Y, precisamente, los antiguos sabios sabían que encontrar el lugar del hombre en el Cosmos incluía no despreciar ninguno de sus componentes en el análisis. Así, el remoto sacerdote – médico – astrólogo hacía profesión de fe en la búsqueda de un equilibrio, una armonía entre lo espiritual (la fe), el raciocinio (la ciencia) y la síntesis más pura que puede obtenerse de ambas: la estética (el arte). Era sacerdote, artista y científico, y aún careciendo de la abundancia de datos, medios e instrumental con que cuenta el hombre de hoy, quizás no sabía, pero sí sentía o percibía, la inserción nuestra en el entorno, los mecanismos que establecían mutuamente un equilibrio o la sutileza de los desarreglos que perturbaban esa armonía.

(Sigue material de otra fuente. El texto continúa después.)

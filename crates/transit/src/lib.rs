//! # frequent-transit
//!
//! Read-only schedule model consumed by the frequent-service analysis.
//!
//! ## Features
//!
//! - **Typed identifiers**: cheap-to-clone ids for stops, routes, trips and services
//! - **Service-day clock**: [`TimeOfDay`] values that may run past 24:00:00
//! - **Typical weekday calendars**: weekly service patterns
//! - **GTFS loading** (feature `compiler`): build an in-memory provider from a feed
//!
//! ## Example
//!
//! ```
//! use frequent_transit::prelude::*;
//! use geo::Point;
//!
//! let stop = StopImpl {
//!     id: StopIdentifier::new("downtown"),
//!     location: Point::new(-79.9959, 40.4406),
//! };
//!
//! let provider = StaticScheduleProvider::from_data(
//!     Some("Port Authority of Allegheny County".into()),
//!     vec![stop],
//!     vec![],
//!     vec![],
//! );
//!
//! assert!(provider.get_stop(&StopIdentifier::new("downtown")).is_some());
//! assert_eq!(provider.agency_name(), Some("Port Authority of Allegheny County"));
//! ```

pub mod identifiers;
pub mod models;
pub mod provider;

// Re-exports for convenience
pub mod prelude {
    pub use crate::identifiers::*;
    pub use crate::models::{
        calendar::{ServiceCalendar, WeekdayFlags},
        time::TimeOfDay,
        traits::*,
        types::*,
    };
    pub use crate::provider::{
        static_provider::StaticScheduleProvider, RouteImpl, StopImpl, TripImpl,
    };
}

pub use prelude::*;
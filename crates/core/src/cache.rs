//! JSON persistence of a computed [`FrequentMap`], so that maps can be
//! redrawn without recomputing headways.

use std::fs::File;
use std::io::{BufReader, BufWriter, Write};
use std::path::Path;

use crate::error::{FrequencyError, Result};
use crate::pipeline::FrequentMap;

impl FrequentMap {
    pub fn save(&self, path: &Path) -> Result<()> {
        let io_err = |source| FrequencyError::CacheIo {
            path: path.to_path_buf(),
            source,
        };

        let file = File::create(path).map_err(io_err)?;
        let mut writer = BufWriter::new(file);
        serde_json::to_writer(&mut writer, self).map_err(|source| FrequencyError::CacheFormat {
            path: path.to_path_buf(),
            source,
        })?;
        writer.flush().map_err(io_err)?;

        tracing::info!("Saved {} polylines to {}", self.chains.len(), path.display());
        Ok(())
    }

    pub fn load(path: &Path) -> Result<Self> {
        let file = File::open(path).map_err(|source| FrequencyError::CacheIo {
            path: path.to_path_buf(),
            source,
        })?;
        let map: Self = serde_json::from_reader(BufReader::new(file)).map_err(|source| {
            FrequencyError::CacheFormat {
                path: path.to_path_buf(),
                source,
            }
        })?;

        tracing::info!("Loaded {} polylines from {}", map.chains.len(), path.display());
        Ok(map)
    }
}
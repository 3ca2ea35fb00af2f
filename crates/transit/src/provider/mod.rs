//! Schedule providers.

#[cfg(feature = "compiler")]
pub mod gtfs;
pub mod static_provider;

pub use static_provider::{RouteImpl, StaticScheduleProvider, StopImpl, TripImpl};
//! Google Maps script output: a self-invoking `initMap()` that draws every
//! polyline onto a `map` element.

use std::fs::File;
use std::io::{BufWriter, Write};
use std::path::Path;

use anyhow::{Context, Result};
use geo::Point;

use crate::polyline::Polyline;

fn lat_lng(point: &Point) -> String {
    format!("{{lat:{}, lng:{}}}", point.y(), point.x())
}

/// Label as a JavaScript string literal
fn js_string(text: &str) -> Result<String> {
    serde_json::to_string(text).context("Failed to escape label")
}

fn write_polyline<W: Write>(out: &mut W, index: usize, polyline: &Polyline, labels: bool) -> Result<()> {
    let var = format!("chain{index}");
    let path: Vec<String> = polyline.points.iter().map(lat_lng).collect();
    let label = js_string(&polyline.label)?;

    writeln!(
        out,
        "        var {var} = new google.maps.Polyline({{path: [{}],geodesic: true,strokeColor: '#FF0000',strokeOpacity: 1.0,strokeWeight: 5 }});",
        path.join(",")
    )?;
    writeln!(out, "        {var}.setMap(map);")?;
    writeln!(out, "        var info{var} = new google.maps.InfoWindow({{content: {label}}});")?;
    writeln!(
        out,
        "        {var}.addListener('mouseover', function(e) {{ info{var}.open(map, {var}); info{var}.setPosition(e.latLng); }});"
    )?;
    writeln!(out, "        {var}.addListener('mouseout', function(e) {{ info{var}.close(); }});")?;

    if labels && polyline.wants_labels() {
        for point in polyline.label_points() {
            writeln!(
                out,
                "        new MapLabel({{text: {label}, position: new google.maps.LatLng({}, {}), map: map, fontSize: 8, align: 'center', zIndex: 15}}).setMap(map);",
                point.y(),
                point.x()
            )?;
        }
    }
    Ok(())
}

pub fn write_script<W: Write>(mut out: W, polylines: &[Polyline], center: Point, labels: bool) -> Result<()> {
    writeln!(out, "var map;")?;
    writeln!(out, "function initMap() {{")?;
    writeln!(
        out,
        "    map = new google.maps.Map(document.getElementById('map'), {{center: {}, zoom: 12}});",
        lat_lng(&center)
    )?;
    for (index, polyline) in polylines.iter().enumerate() {
        write_polyline(&mut out, index, polyline, labels)?;
    }
    writeln!(out, "}}")?;
    writeln!(out, "initMap();")?;
    out.flush()?;
    Ok(())
}

pub fn write_script_file(polylines: &[Polyline], center: Point, labels: bool, path: &Path) -> Result<()> {
    tracing::info!("Writing {} polylines to {}", polylines.len(), path.display());
    let file = File::create(path).with_context(|| format!("Failed to create {}", path.display()))?;
    write_script(BufWriter::new(file), polylines, center, labels)
        .with_context(|| format!("Failed to write map script to {}", path.display()))
}
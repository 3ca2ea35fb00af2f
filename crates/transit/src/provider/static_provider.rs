//! In-memory schedule provider.
//!
//! Stores a whole schedule snapshot in memory with lookup maps for the
//! queries the frequency analysis makes.

use std::collections::HashMap;
use std::sync::Arc;

use geo::Point;

use crate::identifiers::*;
use crate::models::{calendar::ServiceCalendar, traits::*, types::*};

// ============================================================================
// Concrete Implementations of Traits
// ============================================================================

#[derive(Clone, Debug)]
pub struct StopImpl {
    pub id: StopIdentifier,
    pub location: Point,
}

impl TransitStop for StopImpl {
    fn id(&self) -> &StopIdentifier {
        &self.id
    }

    fn location(&self) -> Point {
        self.location
    }
}

#[derive(Clone, Debug)]
pub struct TripImpl {
    pub id: TripIdentifier,
    pub service_id: ServiceIdentifier,
    pub direction_id: Option<DirectionId>,
    pub stop_events: Vec<StopEvent>,
}

impl Trip for TripImpl {
    fn id(&self) -> &TripIdentifier {
        &self.id
    }

    fn service_id(&self) -> &ServiceIdentifier {
        &self.service_id
    }

    fn stop_events(&self) -> &[StopEvent] {
        &self.stop_events
    }

    fn direction_id(&self) -> Option<DirectionId> {
        self.direction_id
    }
}

#[derive(Clone)]
pub struct RouteImpl {
    pub id: RouteIdentifier,
    pub short_name: Arc<str>,
    pub trips: Vec<Arc<dyn Trip>>,
}

impl Route for RouteImpl {
    fn id(&self) -> &RouteIdentifier {
        &self.id
    }

    fn short_name(&self) -> &str {
        &self.short_name
    }

    fn trips(&self) -> &[Arc<dyn Trip>] {
        &self.trips
    }
}

// ============================================================================
// Static Provider
// ============================================================================

/// In-memory schedule provider
///
/// This type is cheap to clone since all data is stored in `Arc`s.
#[derive(Clone, Default)]
pub struct StaticScheduleProvider {
    agency_name: Option<Arc<str>>,

    // Core data
    routes: Vec<Arc<RouteImpl>>,

    // Lookup maps
    stop_map: HashMap<StopIdentifier, Arc<StopImpl>>,
    service_map: HashMap<ServiceIdentifier, Arc<ServiceCalendar>>,
    route_map: HashMap<Arc<str>, Arc<RouteImpl>>,
}

impl StaticScheduleProvider {
    /// Create a new empty provider
    pub fn new() -> Self {
        Self::default()
    }

    /// Build provider from raw data
    ///
    /// Routes are addressed by short name. When several routes share a short
    /// name, the last one in `routes` takes the name and the earlier ones are
    /// dropped.
    pub fn from_data(
        agency_name: Option<String>,
        stops: Vec<StopImpl>,
        services: Vec<ServiceCalendar>,
        routes: Vec<RouteImpl>,
    ) -> Self {
        let stop_map: HashMap<_, _> = stops
            .into_iter()
            .map(|s| (s.id.clone(), Arc::new(s)))
            .collect();

        let service_map: HashMap<_, _> = services
            .into_iter()
            .map(|c| (c.service_id.clone(), Arc::new(c)))
            .collect();

        let mut positions: HashMap<Arc<str>, usize> = HashMap::new();
        let mut kept: Vec<Arc<RouteImpl>> = Vec::with_capacity(routes.len());
        for route in routes {
            let route = Arc::new(route);
            match positions.get(&route.short_name) {
                Some(&pos) => {
                    tracing::warn!(
                        "route {} shares short name '{}' with route {}, replacing it",
                        route.id,
                        route.short_name,
                        kept[pos].id
                    );
                    kept[pos] = route;
                }
                None => {
                    positions.insert(route.short_name.clone(), kept.len());
                    kept.push(route);
                }
            }
        }
        let route_map = kept
            .iter()
            .map(|route| (route.short_name.clone(), route.clone()))
            .collect();

        Self {
            agency_name: agency_name.map(Arc::from),
            routes: kept,
            stop_map,
            service_map,
            route_map,
        }
    }

    pub fn stop_count(&self) -> usize {
        self.stop_map.len()
    }

    pub fn route_count(&self) -> usize {
        self.routes.len()
    }
}

impl ScheduleProvider for StaticScheduleProvider {
    fn agency_name(&self) -> Option<&str> {
        self.agency_name.as_deref()
    }

    fn get_stop(&self, id: &StopIdentifier) -> Option<Arc<dyn TransitStop>> {
        self.stop_map.get(id).map(|s| s.clone() as Arc<dyn TransitStop>)
    }

    fn get_service(&self, id: &ServiceIdentifier) -> Option<Arc<ServiceCalendar>> {
        self.service_map.get(id).cloned()
    }

    fn get_route(&self, short_name: &str) -> Option<Arc<dyn Route>> {
        self.route_map
            .get(short_name)
            .map(|r| r.clone() as Arc<dyn Route>)
    }

    fn all_routes(&self) -> Vec<Arc<dyn Route>> {
        self.routes
            .iter()
            .map(|r| r.clone() as Arc<dyn Route>)
            .collect()
    }
}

El problema es que, en algún momento histórico cuya discusión no es tema de este lugar, se produjo un lamentable divorcio para el conocimiento humano: arte, religión y ciencia tomaron cada una su propio rumbo, alejándose de las demás, y haciéndole perder de vista al hombre una visión abarcadora de la Realidad. Resulta difícil, para el hombre contemporáneo, entender que esas tres disciplinas o vías de conocimiento, de las que hoy en día sólo reconoce sus conflictos mutuos, diferencias y distanciamientos, alguna vez pudieron no sólo estar unidos armónicamente sino complementarse mutuamente. Pero esa imposibilidad, esa estrechez de miras es, precisamente, lo que llamo “la esquizofrenia social”.

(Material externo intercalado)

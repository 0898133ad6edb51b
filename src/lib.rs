pub mod io_stream;
pub mod crc32;
pub mod archive;
pub mod index;
pub mod error;

pub use archive::{Archive, FileEntry};
pub use crc32::Crc32;
pub use error::{Error, Result};
pub use index::{Index, IndexFileInfo, IndexRecord};
pub use io_stream::{Endian, EndianReader, EndianWriter};
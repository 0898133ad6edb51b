//! The IND index codec.
//!
//! An index file summarizes a set of archives living in one directory:
//! for each archive it stores the name, the per-entry name checksums, and
//! the per-entry (offset, size) pairs mirroring that archive's file
//! table.  It owns no payload bytes.
//!
//! Layout: a count field (`archive count * 2`), a table of
//! (name offset, info offset) pairs, one trailing total-size slot, then
//! the records themselves.  Each record's name is zero-padded out to a
//! 4-byte-aligned absolute offset (minimum padded length 8), measured
//! from the record's own position in the file.

use std::io::{Read, Seek, SeekFrom, Write};
use std::path::{Path, PathBuf};

use crate::archive::Archive;
use crate::error::{Error, Result};
use crate::io_stream::{Endian, EndianReader, EndianWriter};

// ── IndexFileInfo ─────────────────────────────────────────────────────────────

/// Offset/size of one archive entry, shadowed into the index.
#[derive(Debug, Clone, Copy, PartialEq, Eq)]
pub struct IndexFileInfo {
    pub offset: i32,
    pub size:   i32,
}

// ── IndexRecord ───────────────────────────────────────────────────────────────

/// One archive's summary: name plus checksum and offset/size lists
/// parallel to the archive's entries.
#[derive(Debug, Clone)]
pub struct IndexRecord {
    pub name:  String,
    pub crcs:  Vec<u32>,
    pub files: Vec<IndexFileInfo>,
    /// Absolute stream offset this record decodes/encodes at; the name
    /// padding is aligned relative to it.
    base_offset: i32,
}

impl IndexRecord {
    pub fn new(name: impl Into<String>) -> Self {
        Self {
            name: name.into(),
            crcs: Vec::new(),
            files: Vec::new(),
            base_offset: 0,
        }
    }

    /// Lowercased name truncated to 8 characters; the archive behind this
    /// record lives at `<base>/<short name>.arc`.
    pub fn short_name(&self) -> String {
        let end = self.name.len().min(8);
        self.name[..end].to_ascii_lowercase()
    }

    /// Serialized size at the record's current base offset.
    pub fn byte_len(&self) -> usize {
        let padded = padded_name_len(self.base_offset, self.name.len());
        padded as usize + 4 + self.crcs.len() * 4 + self.files.len() * 8
    }

    fn import<R: Read + Seek>(reader: &mut EndianReader<R>, base_offset: i32) -> Result<Self> {
        let name = reader.read_cstr()?;
        let padded = padded_name_len(base_offset, name.len());
        for _ in 0..padded - name.len() as i32 - 1 {
            reader.read_u8()?;
        }

        let file_count = reader.read_i32()?;
        let mut crcs = Vec::new();
        for _ in 0..file_count {
            crcs.push(reader.read_u32()?);
        }
        let mut files = Vec::new();
        for _ in 0..file_count {
            files.push(IndexFileInfo {
                offset: reader.read_i32()?,
                size:   reader.read_i32()?,
            });
        }
        Ok(Self { name, crcs, files, base_offset })
    }

    fn export<W: Write + Seek>(&self, writer: &mut EndianWriter<W>) -> Result<()> {
        writer.write_cstr(&self.name)?;
        let padded = padded_name_len(self.base_offset, self.name.len());
        for _ in 0..padded - self.name.len() as i32 - 1 {
            writer.write_u8(0)?;
        }

        writer.write_i32(self.crcs.len() as i32)?;
        for &crc in &self.crcs {
            writer.write_u32(crc)?;
        }
        for info in &self.files {
            writer.write_i32(info.offset)?;
            writer.write_i32(info.size)?;
        }
        Ok(())
    }
}

/// Name-field length padded so that `base_offset + len` is 4-byte
/// aligned, never shorter than 8.
pub fn padded_name_len(base_offset: i32, name_len: usize) -> i32 {
    let mut len = (name_len as i32 + 1).max(8);
    while (base_offset + len) % 4 != 0 {
        len += 1;
    }
    len
}

// ── Index ─────────────────────────────────────────────────────────────────────

pub struct Index {
    endian:    Endian,
    base_path: PathBuf,
    pub records: Vec<IndexRecord>,
}

impl Index {
    pub fn new(base_path: impl Into<PathBuf>, endian: Endian) -> Self {
        Self {
            endian,
            base_path: base_path.into(),
            records: Vec::new(),
        }
    }

    pub fn endian(&self) -> Endian {
        self.endian
    }

    pub fn base_path(&self) -> &Path {
        &self.base_path
    }

    /// Serialized size at the records' current base offsets.
    pub fn byte_len(&self) -> usize {
        let mut len = 4 + self.records.len() * 8 + 4;
        for record in &self.records {
            len += record.byte_len();
        }
        len
    }

    // ── Stream codec ─────────────────────────────────────────────────────────

    /// Read a complete index from `stream`.
    pub fn import<R: Read + Seek>(&mut self, stream: R) -> Result<()> {
        let mut reader = EndianReader::new(stream, self.endian);

        let archive_count = reader.read_i32()? / 2;
        let mut name_offsets = Vec::new();
        for _ in 0..archive_count {
            name_offsets.push(reader.read_i32()?);
            reader.read_i32()?; // info offset, re-derived on export
        }

        for offset in name_offsets {
            reader.seek(SeekFrom::Start(offset as u64))?;
            self.records.push(IndexRecord::import(&mut reader, offset)?);
        }
        Ok(())
    }

    /// Write the complete index to `stream`: count, a reserved offset-pair
    /// table plus the trailing total-size slot, the records, then the
    /// reserved region patched with the actual offsets and total size.
    pub fn export<W: Write + Seek>(&mut self, stream: W) -> Result<()> {
        let mut writer = EndianWriter::new(stream, self.endian);
        writer.write_i32(self.records.len() as i32 * 2)?;
        let reserved = vec![0u8; self.records.len() * 8 + 4];
        writer.write_bytes(&reserved)?; // patched below

        let mut offsets = Vec::with_capacity(self.records.len());
        for record in &mut self.records {
            let name_offset = writer.stream_position()? as i32;
            record.base_offset = name_offset;
            let info_offset = name_offset + padded_name_len(name_offset, record.name.len());
            offsets.push((name_offset, info_offset));
            record.export(&mut writer)?;
        }

        let total = writer.stream_position()? as i32;
        writer.seek(SeekFrom::Start(4))?;
        for (name_offset, info_offset) in offsets {
            writer.write_i32(name_offset)?;
            writer.write_i32(info_offset)?;
        }
        writer.write_i32(total)
    }

    // ── Lookup ───────────────────────────────────────────────────────────────

    pub fn has_archive(&self, name: &str) -> bool {
        self.index_of(name).is_some()
    }

    /// Case-insensitive name lookup.
    pub fn index_of(&self, name: &str) -> Option<usize> {
        self.records
            .iter()
            .position(|r| r.name.eq_ignore_ascii_case(name))
    }

    /// Open and import the archive a record refers to.
    pub fn get_archive(&self, name: &str) -> Result<Archive> {
        let i = self
            .index_of(name)
            .ok_or_else(|| Error::NotFound(name.to_owned()))?;
        let path = self.archive_path(&self.records[i]);
        let file = std::fs::File::open(&path).map_err(|e| {
            if e.kind() == std::io::ErrorKind::NotFound {
                Error::NotFound(path.display().to_string())
            } else {
                e.into()
            }
        })?;
        let mut archive = Archive::new(self.endian);
        archive.import(file)?;
        Ok(archive)
    }

    /// Export `archive` over the file a record refers to.
    pub fn set_archive(&self, name: &str, archive: &Archive) -> Result<()> {
        let i = self
            .index_of(name)
            .ok_or_else(|| Error::NotFound(name.to_owned()))?;
        let file = std::fs::File::create(self.archive_path(&self.records[i]))?;
        archive.export(file)
    }

    // ── Synchronization ──────────────────────────────────────────────────────

    /// Re-derive every record's checksum and offset/size lists from the
    /// live contents of its archive on disk, in archive-entry order.
    pub fn synchronize(&mut self) -> Result<()> {
        for i in 0..self.records.len() {
            let name = self.records[i].name.clone();
            let archive = self.get_archive(&name)?;
            let record = &mut self.records[i];
            record.crcs = archive.entries.iter().map(|e| e.crc).collect();
            record.files = archive
                .entries
                .iter()
                .map(|e| IndexFileInfo { offset: e.offset, size: e.size })
                .collect();
        }
        Ok(())
    }

    fn archive_path(&self, record: &IndexRecord) -> PathBuf {
        self.base_path.join(format!("{}.arc", record.short_name()))
    }
}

Veamos el ejemplo de los médicos: el viejo médico de cabecera, aquél que nos veía nacer y crecer, que acudía a nosotros cada vez que nos sentíamos mal y cuya sola presencia en casa ya nos confortaba, quizás sabía menos de anatomía patológica que el casi desconocido médico de obra social de hoy, quien pese al respaldo que toda la ciencia en realidad generalmente nos inspira poca confianza porque apenas le vemos quince minutos, y para quien somos más una historia clínica que un ser humano. En realidad, para el médico moderno –o para muchos de ellos- no somos seres humanos enfermos sino órganos enfermos. Él sabe mucho de la disfunción de ese corazón que está fallando o de esos riñones que se niegan a funcionar correctamente, pero, ¿conoce al dueño de ese corazón o esos riñones?. ¿entiende, como entendía el médico de familia cuando se sentaba junto a nuestro lecho, que si la abuela estaba enferma es porque algo le duele, algo andaba mal, sí, pero que los problemas y caprichos que la abuela le contaba también “hacían” a esa enfermedad?. ¿Cuál de ambos “curaba” más?.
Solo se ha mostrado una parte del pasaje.